▸ **Exercise**:
Up to and including the line with "pub mod scheduler;", restate the records below word for word, beginning with their first line.
- - -
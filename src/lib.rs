//! Speed-dating round scheduling.
//!
//! Given a roster split into two categories, produces a sequence of rounds
//! that pairs every attendee across categories at minimum total cost,
//! assigning byes when group sizes differ and steering away from pairs
//! already used in earlier rounds or earlier events.
//!
//! ```
//! use speed_rounds::{format_report, schedule_rounds, Attendee, Category};
//!
//! let roster = vec![
//!     Attendee::new("a1", "Alice", 29, Category::A),
//!     Attendee::new("b1", "Bob", 31, Category::B),
//! ];
//! let outcome = schedule_rounds(roster, 1, []);
//! assert_eq!(outcome.rounds[0].pairings.len(), 1);
//! let report = format_report(&outcome);
//! assert!(report.detailed.contains("ROUND 1"));
//! ```

pub mod assign;
pub mod cost;
pub mod model;
pub mod report;
pub mod roster;
pub mod scheduler;

pub use model::entity::{Attendee, AttendeeId, Category};
pub use model::history::SeenPairs;
pub use model::outcome::{Bye, Pairing, RoundResult, ScheduleOutcome};
pub use report::{format_report, Report};
pub use roster::{validate, RosterError, MAX_ROUNDS};
pub use scheduler::{schedule_rounds, EventScheduler};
- - -
▸ **Result of this task**:
filename src/lib.rs
//! Speed-dating round scheduling.
//!
//! Given a roster split into two categories, produces a sequence of rounds
//! that pairs every attendee across categories at minimum total cost,
//! assigning byes when group sizes differ and steering away from pairs
//! already used in earlier rounds or earlier events.
//!
//! ```
//! use speed_rounds::{format_report, schedule_rounds, Attendee, Category};
//!
//! let roster = vec![
//!     Attendee::new("a1", "Alice", 29, Category::A),
//!     Attendee::new("b1", "Bob", 31, Category::B),
//! ];
//! let outcome = schedule_rounds(roster, 1, []);
//! assert_eq!(outcome.rounds[0].pairings.len(), 1);
//! let report = format_report(&outcome);
//! assert!(report.detailed.contains("ROUND 1"));
//! ```

pub mod assign;
pub mod cost;
pub mod model;
pub mod report;
pub mod roster;
pub mod scheduler;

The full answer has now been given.